Yes, I think Jack's father probably was more consistently abusive towards Jack. 

I think the Earl incident alone (even if it's a totally isolated incident) is enough to constitute horrific (I mean criminally horrific) emotional and mental abuse towards young children.  I mean, we know this scared Ennis for life and essentially helped ruin his chances at happiness with Jack.

It's been noted in other threads that the Earl story comes as something of a surprise to film viewers (in its horror) because earlier Ennis makes rather positive or somewhat affectionate-sounding comments about his father.  In the "most I've spoken in a year" conversation he says "I think my Dad was right", etc. and says that he admired his Dad's skill as a roper, etc.  So, the awfulness of the Earl story comes as quite a contrast.

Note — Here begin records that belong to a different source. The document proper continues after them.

//! Prompt rendering for the planner and task agents.
//!
//! Templates live in `prompts/` and start with a `<!-- prompt:KIND -->`
//! marker so a rendered prompt can be classified without inspecting its body.

use std::path::Path;
use std::sync::LazyLock;

use anyhow::{Context, Result};
use minijinja::{Environment, context};
use regex::Regex;
use serde::Serialize;

use crate::core::types::{Component, Plan, Stage, Task};

const TEMPLATES: [(PromptKind, &str); 8] = [
    (
        PromptKind::ExtractComponents,
        include_str!("prompts/extract_components.md"),
    ),
    (PromptKind::UnifiedPlan, include_str!("prompts/unified_plan.md")),
    (PromptKind::TaskPlan, include_str!("prompts/task_plan.md")),
    (PromptKind::WriteTests, include_str!("prompts/write_tests.md")),
    (PromptKind::Implement, include_str!("prompts/implement.md")),
    (PromptKind::Debug, include_str!("prompts/debug.md")),
    (PromptKind::Guide, include_str!("prompts/guide.md")),
    (PromptKind::Handoff, include_str!("prompts/handoff.md")),
];

static MARKER_RE: LazyLock<Regex> =
    LazyLock::new(|| Regex::new(r"^<!--\s*prompt:(\w+)\s*-->").expect("marker regex is valid"));

/// Which template produced a prompt.
#[derive(Debug, Clone, Copy, PartialEq, Eq, Hash)]
pub enum PromptKind {
    ExtractComponents,
    UnifiedPlan,
    TaskPlan,
    WriteTests,
    Implement,
    Debug,
    Guide,
    Handoff,
}

impl PromptKind {
    pub fn as_str(self) -> &'static str {
        match self {
            PromptKind::ExtractComponents => "extract_components",
            PromptKind::UnifiedPlan => "unified_plan",
            PromptKind::TaskPlan => "task_plan",
            PromptKind::WriteTests => "write_tests",
            PromptKind::Implement => "implement",
            PromptKind::Debug => "debug",
            PromptKind::Guide => "guide",
            PromptKind::Handoff => "handoff",
        }
    }

    /// Classify a rendered prompt by its leading marker.
    pub fn of(prompt: &str) -> Option<PromptKind> {
        let caps = MARKER_RE.captures(prompt.trim_start())?;
        let name = caps.get(1)?.as_str();
        TEMPLATES
            .iter()
            .map(|(kind, _)| *kind)
            .find(|kind| kind.as_str() == name)
    }
}

/// Everything a code-generation prompt may refer to.
#[derive(Debug, Clone, Serialize)]
pub struct CodeContext<'a> {
    pub task: &'a Task,
    pub language: &'a str,
    pub module: &'a str,
    /// Plan rendered as YAML, when one exists.
    pub plan: Option<String>,
    pub implementation: &'a str,
    pub tests: &'a str,
}

impl<'a> CodeContext<'a> {
    pub fn new(
        task: &'a Task,
        language: &'a str,
        module: &'a str,
        plan: Option<&Plan>,
        implementation: &'a str,
        tests: &'a str,
    ) -> Result<Self> {
        let plan = plan
            .map(serde_yaml::to_string)
            .transpose()
            .context("render plan as yaml")?;
        Ok(Self {
            task,
            language,
            module,
            plan,
            implementation,
            tests,
        })
    }
}

/// Template engine wrapper around minijinja.
pub struct PromptEngine {
    env: Environment<'static>,
}

impl PromptEngine {
    pub fn new() -> Result<Self> {
        let mut env = Environment::new();
        for (kind, source) in TEMPLATES {
            env.add_template(kind.as_str(), source)
                .with_context(|| format!("load {} template", kind.as_str()))?;
        }
        Ok(Self { env })
    }

    fn render<S: Serialize>(&self, kind: PromptKind, ctx: S) -> Result<String> {
        let template = self.env.get_template(kind.as_str())?;
        template
            .render(ctx)
            .with_context(|| format!("render {} prompt", kind.as_str()))
    }

    pub fn extract_components(&self, document: &str) -> Result<String> {
        self.render(
            PromptKind::ExtractComponents,
            context! { document => document.trim() },
        )
    }

    pub fn unified_plan(&self, components: &[Component]) -> Result<String> {
        let components = serde_yaml::to_string(components).context("render components")?;
        self.render(PromptKind::UnifiedPlan, context! { components => components })
    }

    pub fn task_plan(&self, task: &Task, language: &str) -> Result<String> {
        self.render(
            PromptKind::TaskPlan,
            context! { task => task, language => language },
        )
    }

    pub fn write_tests(&self, ctx: &CodeContext<'_>) -> Result<String> {
        self.render(PromptKind::WriteTests, ctx)
    }

    pub fn implement(&self, ctx: &CodeContext<'_>) -> Result<String> {
        self.render(PromptKind::Implement, ctx)
    }

    pub fn debug(&self, ctx: &CodeContext<'_>, failure: &str) -> Result<String> {
        self.render(
            PromptKind::Debug,
            context! { failure => failure, ..minijinja::Value::from_serialize(ctx) },
        )
    }

    pub fn guide(&self, ctx: &CodeContext<'_>, guidance: &str) -> Result<String> {
        self.render(
            PromptKind::Guide,
            context! { guidance => guidance.trim(), ..minijinja::Value::from_serialize(ctx) },
        )
    }

    pub fn handoff(
        &self,
        ctx: &CodeContext<'_>,
        stage: Stage,
        retry_count: u32,
        implementation_path: &Path,
        test_path: &Path,
    ) -> Result<String> {
        self.render(
            PromptKind::Handoff,
            context! {
                stage => stage.as_str(),
                retry_count => retry_count,
                implementation_path => implementation_path.display().to_string(),
                test_path => test_path.display().to_string(),
                ..minijinja::Value::from_serialize(ctx)
            },
        )
    }
}
//! Test runner adapter.
//!
//! Runs a generated test artifact with the artifact directories on the
//! interpreter's search path. Exit code 0 is a pass; anything else, including
//! a timeout, is a failure with the combined output attached.

use std::env;
use std::path::PathBuf;
use std::process::Command;
use std::time::Duration;

use anyhow::{Context, Result};
use tracing::{debug, instrument};

use crate::io::config::TestRunnerConfig;
use crate::io::process::run_command_with_timeout;

#[derive(Debug, Clone)]
pub struct TestRequest {
    /// Task whose artifacts are under test.
    pub task: String,
    pub test_path: PathBuf,
    /// Directories the tests must be able to import from.
    pub search_path: Vec<PathBuf>,
    pub workdir: PathBuf,
    pub timeout: Duration,
}

/// Raw result of a test run.
#[derive(Debug, Clone, PartialEq, Eq)]
pub struct TestReport {
    pub passed: bool,
    pub output: String,
}

pub trait TestRunner: Send + Sync {
    fn run(&self, request: &TestRequest) -> Result<TestReport>;
}

/// Test runner that spawns a configured command with the test path appended.
pub struct CommandTestRunner {
    config: TestRunnerConfig,
}

impl CommandTestRunner {
    pub fn new(config: TestRunnerConfig) -> Self {
        Self { config }
    }
}

impl TestRunner for CommandTestRunner {
    #[instrument(skip_all, fields(task = %request.task, test_path = %request.test_path.display()))]
    fn run(&self, request: &TestRequest) -> Result<TestReport> {
        let search_path =
            env::join_paths(&request.search_path).context("join test search path")?;
        let mut cmd = Command::new(&self.config.command[0]);
        cmd.args(&self.config.command[1..])
            .arg(&request.test_path)
            .current_dir(&request.workdir)
            .env(&self.config.search_path_env, search_path);

        let output = run_command_with_timeout(
            cmd,
            None,
            request.timeout,
            self.config.output_limit_bytes,
        )
        .context("run tests")?;

        debug!(exit_code = ?output.status.code(), timed_out = output.timed_out, "test run finished");
        Ok(TestReport {
            passed: output.success(),
            output: output.combined(),
        })
    }
}

#[cfg(all(test, unix))]
mod tests {
    use super::*;

    fn runner(script: &str) -> CommandTestRunner {
        CommandTestRunner::new(TestRunnerConfig {
            command: vec!["sh".to_string(), "-c".to_string(), script.to_string(), "sh".to_string()],
            search_path_env: "CONDUCTOR_TEST_PATH".to_string(),
            timeout_secs: 5,
            output_limit_bytes: 10_000,
        })
    }

    fn request(temp: &tempfile::TempDir) -> TestRequest {
        TestRequest {
            task: "auth".to_string(),
            test_path: temp.path().join("test_auth.py"),
            search_path: vec![temp.path().join("src"), temp.path().join("tests")],
            workdir: temp.path().to_path_buf(),
            timeout: Duration::from_secs(5),
        }
    }

    #[test]
    fn zero_exit_passes_and_sees_search_path() {
        let temp = tempfile::tempdir().expect("tempdir");
        // $1 is the appended test path.
        let report = runner(r#"echo "$CONDUCTOR_TEST_PATH"; echo "$1""#)
            .run(&request(&temp))
            .expect("run");
        assert!(report.passed);
        assert!(report.output.contains("src"));
        assert!(report.output.contains("test_auth.py"));
    }

    #[test]
    fn nonzero_exit_fails_with_output() {
        let temp = tempfile::tempdir().expect("tempdir");
        let report = runner("echo 'assert 1 == 2' >&2; exit 1")
            .run(&request(&temp))
            .expect("run");
        assert!(!report.passed);
        assert!(report.output.contains("assert 1 == 2"));
    }
}
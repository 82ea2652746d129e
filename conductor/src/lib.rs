//! Concurrent orchestration of oracle-driven build tasks.
//!
//! A design document is planned into tasks, and each task is driven by its
//! own agent through a fixed workflow: set up, plan, write tests, implement,
//! then test and debug until the tests pass or the retry budget runs out and
//! the task pauses for human guidance. The layers are:
//!
//! - **[`core`]**: Pure logic (stage transitions, loop decisions, parsing of
//!   structured oracle output). No I/O.
//! - **[`io`]**: Side effects (status store, plan cache, oracle and test
//!   runner processes, prompt rendering, config).
//!
//! [`agent`], [`planner`], and [`orchestrator`] combine the two.

pub mod agent;
pub mod core;
pub mod error;
pub mod exit_codes;
pub mod io;
pub mod logging;
pub mod orchestrator;
pub mod planner;
#[cfg(any(test, feature = "test-support"))]
pub mod test_support;
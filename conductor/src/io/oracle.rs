//! Oracle abstraction for content generation.
//!
//! The [`Oracle`] trait decouples agents and the planner from the actual
//! generation backend (by default a CLI such as `gemini`). Tests use scripted
//! oracles that answer from canned responses without spawning processes.

use std::process::Command;

use anyhow::Result;
use tracing::{debug, info, instrument, warn};

use crate::error::ConductorError;
use crate::io::config::OracleConfig;
use crate::io::process::run_command_with_timeout;

/// A completed generation and the model that produced it.
#[derive(Debug, Clone, PartialEq, Eq)]
pub struct Generation {
    pub text: String,
    pub model: String,
}

/// Abstraction over content-generation backends.
pub trait Oracle: Send + Sync {
    /// Short backend name used in status records (e.g. `gemini-cli`).
    fn name(&self) -> &str;

    /// Primary model identity; part of the plan cache fingerprint.
    fn model_id(&self) -> &str;

    /// Turn a prompt into text. Falling back to another model is allowed as
    /// long as usable text comes back; anything else is an error.
    fn generate(&self, prompt: &str) -> Result<Generation>;

    /// `name:model` label for the model that served `generation`.
    fn identity(&self, generation: &Generation) -> String {
        format!("{}:{}", self.name(), generation.model)
    }
}

/// Oracle that shells out to a completion CLI, trying each configured model
/// in order.
pub struct CommandOracle {
    name: String,
    config: OracleConfig,
}

impl CommandOracle {
    pub fn new(config: OracleConfig) -> Self {
        let program = config
            .command
            .first()
            .map(|c| c.rsplit(['/', '\\']).next().unwrap_or(c).to_string())
            .unwrap_or_default();
        Self {
            name: format!("{program}-cli"),
            config,
        }
    }

    /// Flag to pass the prompt with, or `None` when it must go to stdin.
    fn prompt_flag_for(&self, prompt: &str) -> Option<&str> {
        let flag = self.config.prompt_flag.as_deref()?;
        if prompt.len() > self.config.max_arg_bytes {
            debug!(
                prompt_bytes = prompt.len(),
                max_arg_bytes = self.config.max_arg_bytes,
                "prompt too large for the command line, using stdin"
            );
            return None;
        }
        Some(flag)
    }

    fn command_for(&self, model: Option<&str>, prompt_flag: Option<&str>, prompt: &str) -> Command {
        let mut cmd = Command::new(&self.config.command[0]);
        cmd.args(&self.config.command[1..]);
        if let (Some(flag), Some(model)) = (&self.config.model_flag, model) {
            cmd.arg(flag).arg(model);
        }
        if let Some(flag) = prompt_flag {
            cmd.arg(flag).arg(prompt);
        }
        cmd
    }

    fn attempt(&self, model: Option<&str>, prompt: &str) -> Result<String, String> {
        let prompt_flag = self.prompt_flag_for(prompt);
        let cmd = self.command_for(model, prompt_flag, prompt);
        let stdin = prompt_flag.is_none().then_some(prompt.as_bytes());
        let output = run_command_with_timeout(
            cmd,
            stdin,
            self.config.timeout(),
            self.config.output_limit_bytes,
        )
        .map_err(|err| format!("{err:#}"))?;

        if output.timed_out {
            return Err(format!("timed out after {}s", self.config.timeout_secs));
        }
        if !output.status.success() {
            return Err(format!(
                "exit status {:?}: {}",
                output.status.code(),
                output.stderr_text().trim()
            ));
        }
        let text = output.stdout_text();
        if text.trim().is_empty() {
            return Err("empty response".to_string());
        }
        Ok(text)
    }
}

impl Oracle for CommandOracle {
    fn name(&self) -> &str {
        &self.name
    }

    fn model_id(&self) -> &str {
        self.config.models.first().map_or("default", String::as_str)
    }

    #[instrument(skip_all, fields(oracle = %self.name, prompt_bytes = prompt.len()))]
    fn generate(&self, prompt: &str) -> Result<Generation> {
        let candidates: Vec<Option<&str>> = if self.config.models.is_empty() {
            vec![None]
        } else {
            self.config.models.iter().map(|m| Some(m.as_str())).collect()
        };

        let mut failures = Vec::new();
        for model in candidates {
            let label = model.unwrap_or("default");
            debug!(model = label, "requesting generation");
            match self.attempt(model, prompt) {
                Ok(text) => {
                    if !failures.is_empty() {
                        info!(model = label, "generation served by fallback model");
                    }
                    return Ok(Generation {
                        text,
                        model: label.to_string(),
                    });
                }
                Err(reason) => {
                    warn!(model = label, %reason, "generation attempt failed");
                    failures.push(format!("{label}: {reason}"));
                }
            }
        }
        Err(ConductorError::Oracle(failures.join("; ")).into())
    }
}
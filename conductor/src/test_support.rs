//! Test doubles for the oracle, the test runner, and stage reporting.
//!
//! Nothing here spawns processes: the scripted oracle answers by prompt kind
//! and the scripted runner passes or fails per task on a configurable script.

use std::collections::BTreeMap;
use std::sync::Mutex;

use anyhow::{Result, anyhow};
use tempfile::TempDir;

use crate::agent::{AgentState, StageReporter};
use crate::core::types::Stage;
use crate::io::oracle::{Generation, Oracle};
use crate::io::prompt::PromptKind;
use crate::io::test_runner::{TestReport, TestRequest, TestRunner};

/// Fresh temporary project root.
pub fn workspace() -> TempDir {
    tempfile::tempdir().expect("tempdir")
}

type Responder = Box<dyn Fn(&str) -> Result<String> + Send + Sync>;

/// Oracle answering from a closure and recording every prompt it receives.
pub struct ScriptedOracle {
    responder: Responder,
    prompts: Mutex<Vec<String>>,
    failing: Mutex<Vec<PromptKind>>,
}

impl ScriptedOracle {
    pub fn new(responder: impl Fn(&str) -> Result<String> + Send + Sync + 'static) -> Self {
        Self {
            responder: Box::new(responder),
            prompts: Mutex::new(Vec::new()),
            failing: Mutex::new(Vec::new()),
        }
    }

    /// Oracle that extracts exactly `names` as Python components and answers
    /// every code prompt with a small fenced module.
    pub fn for_components(names: &[&str]) -> Self {
        let components = components_yaml(names);
        let plans = unified_plan_yaml(names);
        Self::new(move |prompt| {
            let reply = match PromptKind::of(prompt) {
                Some(PromptKind::ExtractComponents) => components.clone(),
                Some(PromptKind::UnifiedPlan) => plans.clone(),
                Some(PromptKind::TaskPlan) => plan_yaml("generated plan"),
                Some(PromptKind::WriteTests) => {
                    "```python\ndef test_component():\n    assert component() == 1\n```".to_string()
                }
                Some(PromptKind::Implement | PromptKind::Debug | PromptKind::Guide) => {
                    "```python\ndef component():\n    return 1\n```".to_string()
                }
                Some(PromptKind::Handoff) | None => {
                    return Err(anyhow!("unexpected prompt: {prompt}"));
                }
            };
            Ok(reply)
        })
    }

    /// Make every prompt of `kind` fail from now on.
    pub fn fail_on(&self, kind: PromptKind) {
        self.failing.lock().expect("lock").push(kind);
    }

    pub fn prompts(&self) -> Vec<String> {
        self.prompts.lock().expect("lock").clone()
    }

    pub fn calls(&self) -> usize {
        self.prompts.lock().expect("lock").len()
    }

    pub fn calls_of(&self, kind: PromptKind) -> usize {
        self.prompts
            .lock()
            .expect("lock")
            .iter()
            .filter(|p| PromptKind::of(p) == Some(kind))
            .count()
    }
}

impl Oracle for ScriptedOracle {
    fn name(&self) -> &str {
        "scripted"
    }

    fn model_id(&self) -> &str {
        "scripted-model"
    }

    fn generate(&self, prompt: &str) -> Result<Generation> {
        self.prompts.lock().expect("lock").push(prompt.to_string());
        if let Some(kind) = PromptKind::of(prompt)
            && self.failing.lock().expect("lock").contains(&kind)
        {
            return Err(anyhow!("scripted failure for {}", kind.as_str()));
        }
        Ok(Generation {
            text: (self.responder)(prompt)?,
            model: self.model_id().to_string(),
        })
    }
}

pub fn components_yaml(names: &[&str]) -> String {
    names
        .iter()
        .map(|name| format!("- name: {name}\n  description: {name} component\n  language: Python\n"))
        .collect()
}

pub fn plan_yaml(purpose: &str) -> String {
    format!(
        "purpose: {purpose}\nsub_tasks: [write code]\ndependencies: []\nedge_cases: [empty input]\ncomplexity: Low\n"
    )
}

pub fn unified_plan_yaml(names: &[&str]) -> String {
    let body: String = names
        .iter()
        .map(|name| {
            format!(
                "- name: {name}\n  plan:\n    purpose: build {name}\n    sub_tasks: [write code]\n    edge_cases: [empty input]\n    complexity: Medium\n"
            )
        })
        .collect();
    format!("```yaml\n{body}```")
}

/// How a scripted test runner answers for one task.
#[derive(Debug, Clone, Copy, PartialEq, Eq)]
pub enum TestScript {
    AlwaysPass,
    AlwaysFail,
    /// Fail this many runs after the script is set, then pass.
    FailTimes(u32),
}

#[derive(Debug)]
struct ScriptState {
    script: TestScript,
    since_set: u32,
    total: u32,
}

/// Test runner driven by per-task scripts. Unknown tasks pass.
#[derive(Debug, Default)]
pub struct ScriptedTestRunner {
    tasks: Mutex<BTreeMap<String, ScriptState>>,
}

impl ScriptedTestRunner {
    pub fn new() -> Self {
        Self::default()
    }

    pub fn set_script(&self, task: &str, script: TestScript) {
        let mut tasks = self.tasks.lock().expect("lock");
        let entry = tasks.entry(task.to_string()).or_insert(ScriptState {
            script,
            since_set: 0,
            total: 0,
        });
        entry.script = script;
        entry.since_set = 0;
    }

    pub fn runs(&self, task: &str) -> u32 {
        self.tasks
            .lock()
            .expect("lock")
            .get(task)
            .map_or(0, |s| s.total)
    }
}

impl TestRunner for ScriptedTestRunner {
    fn run(&self, request: &TestRequest) -> Result<TestReport> {
        let mut tasks = self.tasks.lock().expect("lock");
        let state = tasks.entry(request.task.clone()).or_insert(ScriptState {
            script: TestScript::AlwaysPass,
            since_set: 0,
            total: 0,
        });
        state.since_set += 1;
        state.total += 1;
        let passed = match state.script {
            TestScript::AlwaysPass => true,
            TestScript::AlwaysFail => false,
            TestScript::FailTimes(n) => state.since_set > n,
        };
        let output = if passed {
            "1 passed".to_string()
        } else {
            format!("FAILED test_component - AssertionError (run {})\n1 failed", state.total)
        };
        Ok(TestReport { passed, output })
    }
}

/// Reporter that applies stage changes in memory and records each one with
/// the retry count the agent carried at that moment.
#[derive(Debug, Default)]
pub struct RecordingReporter {
    events: Mutex<Vec<(String, Stage, u32)>>,
}

impl RecordingReporter {
    /// `(stage, retry_count)` for every transition of `name`, in order.
    pub fn events(&self, name: &str) -> Vec<(Stage, u32)> {
        self.events
            .lock()
            .expect("lock")
            .iter()
            .filter(|(n, _, _)| n == name)
            .map(|(_, stage, retries)| (*stage, *retries))
            .collect()
    }

    pub fn stages(&self, name: &str) -> Vec<Stage> {
        self.events(name).into_iter().map(|(stage, _)| stage).collect()
    }

    pub fn max_retry_count(&self, name: &str) -> u32 {
        self.events(name)
            .into_iter()
            .map(|(_, retries)| retries)
            .max()
            .unwrap_or(0)
    }
}

impl StageReporter for RecordingReporter {
    fn set_stage(&self, agent: &mut AgentState, stage: Stage) -> Result<()> {
        agent.stage = stage;
        self.events
            .lock()
            .expect("lock")
            .push((agent.name.clone(), stage, agent.retry_count));
        Ok(())
    }
}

Also, in the way Ennis tells the story about Earl, he also implies that he wonders whether his father was actually the murderer or among the murderers of Earl... by saying "Hell, for all I know, he done the job."

So, I definitely stand by the assertion that Ennis's Dad was emotionally abusive.  In this case, one time only was definitely enough to constitute this accusation.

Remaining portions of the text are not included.